'Data from NASA's Curiosity rover hints at ancient megaflood in Mars'
New York: Giant flash floods once washed through Gale Crater on Mars' equator around four billion years ago, according to a study which hints at the possibility that life may have existed on the Red Planet.
The research, published recently in the journal Scientific Reports, assessed data collected by NASA's Curiosity rover -- launched in November 2011 -- and found that "gigantic flash floods," likely touched off by the heat of a meteoritic impact, unleashed the ice stored on the Martian surface.
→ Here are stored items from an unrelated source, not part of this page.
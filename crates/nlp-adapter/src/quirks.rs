//! Per-backend result quirks.
//!
//! Different engines report their results with known defects. Each backend
//! name maps to one [`BackendQuirks`] row, selected once per solve, so adding
//! a backend is a table entry rather than another branch in the normalizer.
//!
//! | Backend | Reshape column solution | Trust echoed result | External population file |
//! |---------|-------------------------|---------------------|--------------------------|
//! | NLPQLP  | yes | no  | no  |
//! | SNOPT   | no  | yes | no  |
//! | NSGA2   | no  | no  | yes |
//! | others  | no  | no  | no  |

use serde::{Deserialize, Serialize};

/// Flags describing how a backend's raw solution must be repaired.
#[derive(Debug, Clone, Copy, PartialEq, Eq, Hash, Default, Serialize, Deserialize)]
#[serde(default)]
pub struct BackendQuirks {
    /// The solution vector comes back as an `nx x 1` column matrix.
    pub reshape_column_solution: bool,
    /// Echoed final objective and constraint values can be used as-is.
    pub trust_echoed_result: bool,
    /// Multi-objective results live in an external population file.
    pub uses_external_population_file: bool,
}

/// One named row of the quirk table.
#[derive(Debug, Clone, PartialEq, Eq, Serialize, Deserialize)]
pub struct BackendQuirkEntry {
    pub name: String,
    #[serde(flatten)]
    pub quirks: BackendQuirks,
}

impl BackendQuirkEntry {
    pub fn new(name: impl Into<String>, quirks: BackendQuirks) -> Self {
        Self {
            name: name.into(),
            quirks,
        }
    }
}

/// Lookup table from backend name to [`BackendQuirks`].
///
/// Names compare case-insensitively; unknown backends get the default row
/// (nothing trusted, nothing reshaped).
#[derive(Debug, Clone, PartialEq, Eq)]
pub struct QuirkTable {
    entries: Vec<BackendQuirkEntry>,
}

impl Default for QuirkTable {
    fn default() -> Self {
        Self::builtin()
    }
}

impl QuirkTable {
    /// A table with no rows.
    pub fn empty() -> Self {
        Self {
            entries: Vec::new(),
        }
    }

    /// The built-in rows for known backends.
    pub fn builtin() -> Self {
        Self {
            entries: vec![
                BackendQuirkEntry::new(
                    "NLPQLP",
                    BackendQuirks {
                        reshape_column_solution: true,
                        ..BackendQuirks::default()
                    },
                ),
                BackendQuirkEntry::new(
                    "SNOPT",
                    BackendQuirks {
                        trust_echoed_result: true,
                        ..BackendQuirks::default()
                    },
                ),
                BackendQuirkEntry::new(
                    "NSGA2",
                    BackendQuirks {
                        uses_external_population_file: true,
                        ..BackendQuirks::default()
                    },
                ),
            ],
        }
    }

    /// Built-in rows overridden or extended by `extra`.
    pub fn with_overrides(extra: &[BackendQuirkEntry]) -> Self {
        let mut table = Self::builtin();
        for entry in extra {
            table.insert(entry.clone());
        }
        table
    }

    /// Add a row, replacing any existing row with the same name.
    pub fn insert(&mut self, entry: BackendQuirkEntry) {
        match self
            .entries
            .iter_mut()
            .find(|e| e.name.eq_ignore_ascii_case(&entry.name))
        {
            Some(existing) => *existing = entry,
            None => self.entries.push(entry),
        }
    }

    /// Quirks for `backend`, or the default row if it is unknown.
    pub fn lookup(&self, backend: &str) -> BackendQuirks {
        self.entries
            .iter()
            .find(|e| e.name.eq_ignore_ascii_case(backend))
            .map(|e| e.quirks)
            .unwrap_or_default()
    }

    pub fn entries(&self) -> &[BackendQuirkEntry] {
        &self.entries
    }
}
Based on the analysis, scientists including those from Cornell University in the US, said these floods of "unimaginable magnitude" set up gigantic ripples that are tell-tale geologic structures familiar to scientists on the Earth.
"We identified megafloods for the first time using detailed sedimentological data observed by the rover Curiosity," said study co-author Alberto G. Fairen from Cornell
According to the scientists, geological features including the work of water and wind have been frozen in time on Mars for about four billion years.
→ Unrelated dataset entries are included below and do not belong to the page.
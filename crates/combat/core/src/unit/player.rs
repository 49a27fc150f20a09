use arrayvec::ArrayVec;

use crate::config::CombatConfig;
use crate::env::{CombatItemReference, MissileType, MovementDomain};
use crate::state::{CharacterStats, Position};
use crate::unit::{Attackable, Navigable, UnitCore};

#[derive(
    Clone, Copy, Debug, PartialEq, Eq, Hash, strum::Display, strum::EnumString, strum::AsRefStr,
)]
#[cfg_attr(feature = "serde", derive(serde::Serialize, serde::Deserialize))]
#[strum(serialize_all = "snake_case")]
pub enum CharacterClass {
    Avatar,
    Fighter,
    Bard,
    Mage,
}

const ARMOUR_SLOTS: usize = 4;

/// Gear a party member brings into combat.
#[derive(Clone, Debug, Default, PartialEq, Eq)]
#[cfg_attr(feature = "serde", derive(serde::Serialize, serde::Deserialize))]
pub struct Equipment {
    pub weapon: Option<CombatItemReference>,
    armour: ArrayVec<CombatItemReference, ARMOUR_SLOTS>,
}

impl Equipment {
    /// Helm, shield, body armour and ring.
    pub const MAX_ARMOUR: usize = ARMOUR_SLOTS;

    pub fn with_weapon(weapon: CombatItemReference) -> Self {
        Self {
            weapon: Some(weapon),
            ..Self::default()
        }
    }

    /// Adds an armour piece. Hands the piece back when every slot is taken.
    pub fn equip_armour(&mut self, piece: CombatItemReference) -> Result<(), CombatItemReference> {
        self.armour.try_push(piece).map_err(|err| err.element())
    }

    pub fn armour(&self) -> &[CombatItemReference] {
        &self.armour
    }

    pub fn defense(&self) -> i32 {
        let weapon = self.weapon.as_ref().map_or(0, |weapon| weapon.defense);
        weapon + self.armour.iter().map(|piece| piece.defense).sum::<i32>()
    }

    pub fn attack(&self, config: &CombatConfig) -> i32 {
        self.weapon
            .as_ref()
            .map_or(config.bare_hand_attack, |weapon| weapon.attack)
    }

    pub fn range(&self) -> i32 {
        self.weapon.as_ref().map_or(1, |weapon| weapon.range.max(1))
    }

    pub fn missile(&self) -> MissileType {
        self.weapon
            .as_ref()
            .map_or(MissileType::None, |weapon| weapon.missile)
    }
}

/// A party member on the combat map.
#[derive(Clone, Debug, PartialEq, Eq)]
#[cfg_attr(feature = "serde", derive(serde::Serialize, serde::Deserialize))]
pub struct PlayerUnit {
    pub core: UnitCore,
    pub name: String,
    pub class: CharacterClass,
    /// Slot of the character in the party roster.
    pub roster_index: usize,
    pub equipment: Equipment,
}

impl PlayerUnit {
    pub fn new(
        name: impl Into<String>,
        class: CharacterClass,
        roster_index: usize,
        stats: CharacterStats,
        position: Position,
    ) -> Self {
        Self {
            core: UnitCore::new(position, stats),
            name: name.into(),
            class,
            roster_index,
            equipment: Equipment::default(),
        }
    }

    #[must_use]
    pub fn with_equipment(mut self, equipment: Equipment) -> Self {
        self.equipment = equipment;
        self
    }
}

impl Attackable for PlayerUnit {
    fn core(&self) -> &UnitCore {
        &self.core
    }

    fn core_mut(&mut self) -> &mut UnitCore {
        &mut self.core
    }

    fn defense(&self) -> i32 {
        self.equipment.defense()
    }

    fn experience_reward(&self) -> u32 {
        0
    }

    fn attack_range(&self) -> i32 {
        self.equipment.range()
    }

    fn max_damage(&self, config: &CombatConfig) -> i32 {
        self.equipment.attack(config)
    }
}

impl Navigable for PlayerUnit {
    fn position(&self) -> Position {
        self.core.position
    }

    fn set_position(&mut self, position: Position) {
        self.core.position = position;
    }

    fn movement(&self) -> MovementDomain {
        MovementDomain::LAND
    }
}

#[cfg(test)]
mod tests {
    use super::*;

    fn plate() -> CombatItemReference {
        CombatItemReference {
            name: "plate".into(),
            attack: 0,
            defense: 5,
            range: 1,
            missile: MissileType::None,
        }
    }

    #[test]
    fn bare_hands_use_configured_attack() {
        let config = CombatConfig::default();
        let equipment = Equipment::default();
        assert_eq!(equipment.attack(&config), 3);
        assert_eq!(equipment.range(), 1);
    }

    #[test]
    fn armour_slots_are_bounded() {
        let mut equipment = Equipment::default();
        for _ in 0..Equipment::MAX_ARMOUR {
            assert!(equipment.equip_armour(plate()).is_ok());
        }
        assert_eq!(equipment.equip_armour(plate()), Err(plate()));
        assert_eq!(equipment.defense(), 20);
    }

    #[test]
    fn bow_extends_reach() {
        let bow = CombatItemReference {
            name: "bow".into(),
            attack: 10,
            defense: 0,
            range: 3,
            missile: MissileType::Arrow,
        };
        let player = PlayerUnit::new(
            "Iolo",
            CharacterClass::Bard,
            1,
            CharacterStats::new(40),
            Position::ORIGIN,
        )
        .with_equipment(Equipment::with_weapon(bow));
        assert!(player.can_reach_for_attack(Position::new(3, -2)));
        assert!(!player.can_reach_for_attack(Position::new(4, 0)));
        assert_eq!(player.max_damage(&CombatConfig::default()), 10);
    }
}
They said these features convey processes that shaped the surface of both the Earth and the Mars in the past.
This case includes the occurrence of giant wave-shaped features in sedimentary layers of Gale crater, often called "megaripples" or "antidunes" that are about 30-feet high and spaced about 450 feet apart, lead author Ezat Heydari, a professor of physics at Jackson State University in the US, noted.
The antidunes are indicative of flowing megafloods at the bottom of Mars' Gale Crater about four billion years ago, which are identical to the features formed by melting ice on Earth about two million years ago, Heydari added.